Exercise details> Could you filter the listing for lines with the word "BusMetricsSnapshot" and return them?

== Segment start ==

use serde::de::DeserializeOwned;
use serde::{Deserialize, Serialize};
use serde_json::{Map, Value};

use super::error::{BusError, BusResult};

const TIMESTAMP_FIELD: &str = "timestamp_ms";

/// Message envelope carried by every bus backend
///
/// On the wire this is a flat JSON object: the payload fields plus
/// `timestamp_ms`. The bus never looks inside the payload.
#[derive(Debug, Clone, PartialEq, Serialize, Deserialize)]
pub struct Envelope {
    #[serde(flatten)]
    pub payload: Map<String, Value>,
    pub timestamp_ms: i64,
}

impl Envelope {
    /// Wrap a serializable message
    ///
    /// A `timestamp_ms` field on the message becomes the envelope timestamp,
    /// otherwise the current time is used.
    pub fn wrap<T: Serialize>(topic: &str, message: &T) -> BusResult<Self> {
        let value = serde_json::to_value(message).map_err(|e| BusError::Serialization {
            topic: topic.to_string(),
            reason: e.to_string(),
        })?;

        let mut payload = match value {
            Value::Object(map) => map,
            other => {
                return Err(BusError::Serialization {
                    topic: topic.to_string(),
                    reason: format!("expected a JSON object, got {}", json_kind(&other)),
                })
            }
        };

        let timestamp_ms = payload
            .remove(TIMESTAMP_FIELD)
            .and_then(|v| v.as_i64())
            .unwrap_or_else(|| chrono::Utc::now().timestamp_millis());

        Ok(Self {
            payload,
            timestamp_ms,
        })
    }

    /// Decode the payload (including `timestamp_ms`) into a typed message
    pub fn decode<T: DeserializeOwned>(&self) -> serde_json::Result<T> {
        let mut map = self.payload.clone();
        map.insert(TIMESTAMP_FIELD.to_string(), Value::from(self.timestamp_ms));
        serde_json::from_value(Value::Object(map))
    }

    pub fn to_bytes(&self, topic: &str) -> BusResult<Vec<u8>> {
        serde_json::to_vec(self).map_err(|e| BusError::Serialization {
            topic: topic.to_string(),
            reason: e.to_string(),
        })
    }

    pub fn from_bytes(bytes: &[u8]) -> serde_json::Result<Self> {
        serde_json::from_slice(bytes)
    }
}

fn json_kind(value: &Value) -> &'static str {
    match value {
        Value::Null => "null",
        Value::Bool(_) => "bool",
        Value::Number(_) => "number",
        Value::String(_) => "string",
        Value::Array(_) => "array",
        Value::Object(_) => "object",
    }
}
#[tokio::test]
async fn test_open_breaker_skips_provider() {
    let breaker = CircuitBreakerConfig {
        failure_threshold: 2,
        ..CircuitBreakerConfig::default()
    };
    let h = harness_with(test_config(), breaker);
    h.provider.set_failing(true);

    for round in 0..3 {
        feed(&h, "call-1", round * 5..round * 5 + 5);
        assert!(h.worker.wait_for_flushes(WAIT).await);
    }

    assert_eq!(h.provider.call_count(), 2);
    assert_eq!(h.breaker.state(), CircuitState::Open);
    let metrics = h.worker.metrics();
    assert_eq!(metrics.flush_failures, 2);
    assert_eq!(metrics.breaker_rejections, 1);
    assert_eq!(metrics.dropped_bytes, 15 * FRAME_BYTES as u64);
}

#[tokio::test(start_paused = true)]
async fn test_provider_timeout_counts_as_failure() {
    let config = WorkerConfig {
        provider_timeout: Duration::from_millis(100),
        ..test_config()
    };
    let h = harness_with(config, CircuitBreakerConfig::default());
    h.provider.set_delay(Duration::from_secs(10));

    feed(&h, "call-1", 0..5);
    assert!(h.worker.wait_for_flushes(Duration::from_secs(1)).await);

    let metrics = h.worker.metrics();
    assert_eq!(metrics.provider_timeouts, 1);
    assert_eq!(metrics.flush_failures, 1);
    assert_eq!(h.breaker.get_stats().failure_count, 1);
}

#[tokio::test]
async fn test_empty_transcripts_are_not_emitted() {
    let h = harness();
    h.provider.reply("   ", false);
    h.provider.reply("see you tomorrow", true);

    feed(&h, "call-1", 0..5);
    assert!(h.worker.wait_for_flushes(WAIT).await);
    feed(&h, "call-1", 5..10);
    assert!(h.worker.wait_for_flushes(WAIT).await);

    let transcripts = h.sink.transcripts.lock().unwrap().clone();
    assert_eq!(transcripts.len(), 1);
    assert_eq!(transcripts[0].text, "see you tomorrow");
    assert_eq!(transcripts[0].kind, TranscriptKind::Final);
    assert_eq!(transcripts[0].seq, 1);
    assert_eq!(transcripts[0].confidence, Some(0.9));
    assert_eq!(h.worker.metrics().empty_transcripts, 1);
}

#[tokio::test]
async fn test_invalid_frames_are_rejected() {
    let h = harness();

    let mut bad_base64 = frame("call-1", 0);
    bad_base64.audio = "!!not base64!!".to_string();
    assert_eq!(h.worker.handle_audio_frame(bad_base64), FrameOutcome::Rejected);

    let odd = AudioFrameMessage::new("acme", "call-1", 1, RATE, &[1, 2, 3]);
    assert_eq!(h.worker.handle_audio_frame(odd), FrameOutcome::Rejected);

    let mut wrong_encoding = frame("call-1", 2);
    wrong_encoding.encoding = "mulaw".to_string();
    assert_eq!(
        h.worker.handle_audio_frame(wrong_encoding),
        FrameOutcome::Rejected
    );
    assert!(!h.worker.has_buffer("call-1"));

    feed(&h, "call-1", 3..4);
    let other_rate = AudioFrameMessage::new("acme", "call-1", 4, 8_000, &[0u8; 320]);
    assert_eq!(h.worker.handle_audio_frame(other_rate), FrameOutcome::Rejected);
    assert_eq!(h.worker.buffered_bytes("call-1"), Some(FRAME_BYTES));
    assert_eq!(h.worker.metrics().frames_rejected, 4);
}

#[tokio::test]
async fn test_out_of_order_frames_are_counted() {
    let h = harness();
    h.worker.handle_audio_frame(frame("call-1", 2));
    h.worker.handle_audio_frame(frame("call-1", 1));
    h.worker.handle_audio_frame(frame("call-1", 3));

    let status = h.worker.call_status("call-1").unwrap();
    assert_eq!(status.info.out_of_order_frames, 1);
    assert_eq!(status.info.last_seq, Some(3));
    assert_eq!(h.worker.buffered_bytes("call-1"), Some(3 * FRAME_BYTES));
}

#[tokio::test]
async fn test_status_report() {
    let h = harness();
    feed(&h, "call-b", 0..2);
    feed(&h, "call-a", 0..1);

    let report = h.worker.status();
    assert_eq!(report.active_buffers, 2);
    assert_eq!(report.buffers[0].info.interaction_id, "call-a");
    assert_eq!(report.buffers[1].buffered_ms, 40);
    assert_eq!(report.circuit_breaker.state, CircuitState::Closed);
    assert_eq!(report.connection_health.total, 2);
    assert_eq!(report.bus_backend, "redis-streams");
    assert_eq!(report.worker.calls_started, 2);

    let json = serde_json::to_value(&report).unwrap();
    assert_eq!(json["active_buffers"], 2);
    assert_eq!(json["buffers"][0]["interaction_id"], "call-a");
    assert_eq!(json["circuit_breaker"]["state"], "closed");

    assert!(h.worker.call_status("missing").is_none());
}
//! Per-call audio buffering and flow control
//!
//! This module provides the [`AudioWorker`] that manages:
//! - One audio accumulator per call, fed from the bus
//! - Duration-triggered, single-flight flushes to the speech provider
//! - Call-end grace periods and stale-buffer sweeps
//! - The operational status report

mod buffer;
mod engine;
mod manager;
mod metrics;
mod status;

pub use buffer::{audio_duration, CallBuffer, BYTES_PER_SAMPLE};
pub use engine::{AudioWorker, FrameOutcome, SweepReport, WorkerConfig};
pub use manager::{BufferInfo, BufferManager, CallPhase, FrameOrder};
pub use metrics::{WorkerMetrics, WorkerMetricsSnapshot};
pub use status::{BufferStatus, StatusReport};
//! Partitioned-log bus adapter over Kafka
//!
//! Offsets are committed by the client's auto-commit, so [`MessageBus::ack`]
//! is a no-op here. A record whose handler fails or panics is logged and not
//! redelivered unless the process dies before the next commit.

use async_trait::async_trait;
use futures::FutureExt;
use rdkafka::config::ClientConfig;
use rdkafka::consumer::{Consumer, StreamConsumer};
use rdkafka::error::KafkaError;
use rdkafka::message::Message;
use rdkafka::producer::{FutureProducer, FutureRecord};
use rdkafka::util::Timeout;
use std::collections::HashMap;
use std::panic::AssertUnwindSafe;
use std::sync::atomic::{AtomicBool, Ordering};
use std::sync::Arc;
use std::time::Duration;
use tokio::sync::{watch, Mutex};
use tokio::task::JoinHandle;
use tracing::{debug, error, info, warn};

use super::adapter::{
    BusMetrics, BusMetricsSnapshot, Delivery, MessageBus, MessageHandler, SubscriptionHandle,
};
use super::envelope::Envelope;
use super::error::{BusError, BusResult};

#[derive(Debug, Clone)]
pub struct KafkaBusConfig {
    pub brokers: String,
    pub group: String,
    pub send_timeout: Duration,
    pub transient_retry: Duration,
}

pub struct KafkaBus {
    config: KafkaBusConfig,
    producer: FutureProducer,
    metrics: Arc<BusMetrics>,
    subscriptions: Mutex<HashMap<String, (SubscriptionHandle, JoinHandle<()>)>>,
    closed: AtomicBool,
}

fn kafka_error(topic: &str, err: KafkaError) -> BusError {
    BusError::transient(topic, err)
}

impl KafkaBus {
    pub fn new(config: KafkaBusConfig) -> BusResult<Self> {
        let producer: FutureProducer = ClientConfig::new()
            .set("bootstrap.servers", &config.brokers)
            .set("message.timeout.ms", config.send_timeout.as_millis().to_string())
            .create()
            .map_err(|e| BusError::ConnectionRefused {
                url: config.brokers.clone(),
                reason: e.to_string(),
            })?;

        let metrics = Arc::new(BusMetrics::default());
        BusMetrics::incr(&metrics.connections_created);
        info!("Kafka producer created for {}", config.brokers);

        Ok(Self {
            config,
            producer,
            metrics,
            subscriptions: Mutex::new(HashMap::new()),
            closed: AtomicBool::new(false),
        })
    }

    fn consumer(&self, topic: &str) -> BusResult<StreamConsumer> {
        let consumer: StreamConsumer = ClientConfig::new()
            .set("bootstrap.servers", &self.config.brokers)
            .set("group.id", &self.config.group)
            .set("enable.auto.commit", "true")
            .set("auto.offset.reset", "earliest")
            .create()
            .map_err(|e| BusError::ConnectionRefused {
                url: self.config.brokers.clone(),
                reason: e.to_string(),
            })?;

        consumer
            .subscribe(&[topic])
            .map_err(|e| kafka_error(topic, e))?;
        BusMetrics::incr(&self.metrics.connections_created);
        Ok(consumer)
    }
}

/// `topic-partition-offset`, unique within a cluster
fn record_id(topic: &str, partition: i32, offset: i64) -> String {
    format!("{}-{}-{}", topic, partition, offset)
}

/// Parse a record's payload, counting and skipping what cannot be read
fn decode_record(
    topic: &str,
    message_id: String,
    payload: Option<&[u8]>,
    metrics: &BusMetrics,
) -> Option<Delivery> {
    let envelope = match payload.map(Envelope::from_bytes) {
        Some(Ok(envelope)) => envelope,
        Some(Err(e)) => {
            BusMetrics::incr(&metrics.malformed_messages);
            warn!("Skipping malformed record {}: {}", message_id, e);
            return None;
        }
        None => {
            BusMetrics::incr(&metrics.malformed_messages);
            warn!("Skipping record {} without payload", message_id);
            return None;
        }
    };

    Some(Delivery {
        message_id,
        topic: topic.to_string(),
        envelope,
        redelivered: false,
    })
}

/// Run the handler on one record. Returns false when it failed or panicked.
async fn deliver(handler: &dyn MessageHandler, delivery: &Delivery, metrics: &BusMetrics) -> bool {
    match AssertUnwindSafe(handler.handle(delivery)).catch_unwind().await {
        Ok(Ok(())) => {
            BusMetrics::incr(&metrics.messages_processed);
            true
        }
        Ok(Err(e)) => {
            BusMetrics::incr(&metrics.messages_failed);
            warn!("Handler failed for {}: {:#}", delivery.message_id, e);
            false
        }
        Err(_) => {
            BusMetrics::incr(&metrics.messages_failed);
            error!("Handler panicked on {}", delivery.message_id);
            false
        }
    }
}

async fn consume(
    consumer: StreamConsumer,
    topic: String,
    handler: Arc<dyn MessageHandler>,
    metrics: Arc<BusMetrics>,
    retry: Duration,
    mut stop_rx: watch::Receiver<bool>,
) {
    info!("Kafka consumer started for {}", topic);

    loop {
        tokio::select! {
            changed = stop_rx.changed() => {
                if changed.is_err() || *stop_rx.borrow() {
                    break;
                }
            }
            received = consumer.recv() => {
                let message = match received {
                    Ok(message) => message,
                    Err(e) => {
                        BusMetrics::incr(&metrics.transient_errors);
                        warn!("Kafka receive error on {}: {}", topic, e);
                        tokio::time::sleep(retry).await;
                        continue;
                    }
                };

                let message_id =
                    record_id(message.topic(), message.partition(), message.offset());
                let delivery = decode_record(&topic, message_id, message.payload(), &metrics);
                drop(message);

                if let Some(delivery) = delivery {
                    deliver(handler.as_ref(), &delivery, &metrics).await;
                }
            }
        }
    }

    BusMetrics::incr(&metrics.connections_closed);
    info!("Kafka consumer stopped for {}", topic);
}

#[async_trait]
impl MessageBus for KafkaBus {
    async fn publish(&self, topic: &str, message: &Envelope) -> BusResult<String> {
        if self.closed.load(Ordering::SeqCst) {
            return Err(BusError::Closed);
        }

        let payload = message.to_bytes(topic)?;
        let record = FutureRecord::<(), [u8]>::to(topic).payload(payload.as_slice());

        match self
            .producer
            .send(record, Timeout::After(self.config.send_timeout))
            .await
        {
            Ok((partition, offset)) => {
                BusMetrics::incr(&self.metrics.messages_published);
                let id = record_id(topic, partition, offset);
                debug!("Published {}", id);
                Ok(id)
            }
            Err((e, _)) => {
                error!("Failed to publish to {}: {}", topic, e);
                Err(kafka_error(topic, e))
            }
        }
    }

    async fn subscribe(
        &self,
        topic: &str,
        handler: Arc<dyn MessageHandler>,
    ) -> BusResult<SubscriptionHandle> {
        if self.closed.load(Ordering::SeqCst) {
            return Err(BusError::Closed);
        }

        let consumer = self.consumer(topic)?;
        let (handle, stop_rx) = SubscriptionHandle::new(topic);
        let join = tokio::spawn(consume(
            consumer,
            topic.to_string(),
            handler,
            Arc::clone(&self.metrics),
            self.config.transient_retry,
            stop_rx,
        ));

        self.subscriptions
            .lock()
            .await
            .insert(handle.id().to_string(), (handle.clone(), join));

        info!("Subscribed to Kafka topic {} as {}", topic, handle.id());
        Ok(handle)
    }

    /// Offsets are auto-committed; nothing to do
    async fn ack(&self, _handle: &SubscriptionHandle, _message_id: &str) -> BusResult<()> {
        Ok(())
    }

    async fn close(&self) -> BusResult<()> {
        if self.closed.swap(true, Ordering::SeqCst) {
            return Ok(());
        }

        let subscriptions: Vec<_> = self
            .subscriptions
            .lock()
            .await
            .drain()
            .map(|(_, sub)| sub)
            .collect();

        for (handle, join) in subscriptions {
            handle.unsubscribe();
            if let Err(e) = join.await {
                error!("Kafka consumer for {} panicked: {}", handle.topic(), e);
            }
        }

        BusMetrics::incr(&self.metrics.connections_closed);
        Ok(())
    }

    fn metrics(&self) -> BusMetricsSnapshot {
        self.metrics.snapshot()
    }

    fn name(&self) -> &str {
        "kafka"
    }
}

== Segment end ==

Reply>
    BusMetrics, BusMetricsSnapshot, Delivery, MessageBus, MessageHandler, SubscriptionHandle,
    fn metrics(&self) -> BusMetricsSnapshot {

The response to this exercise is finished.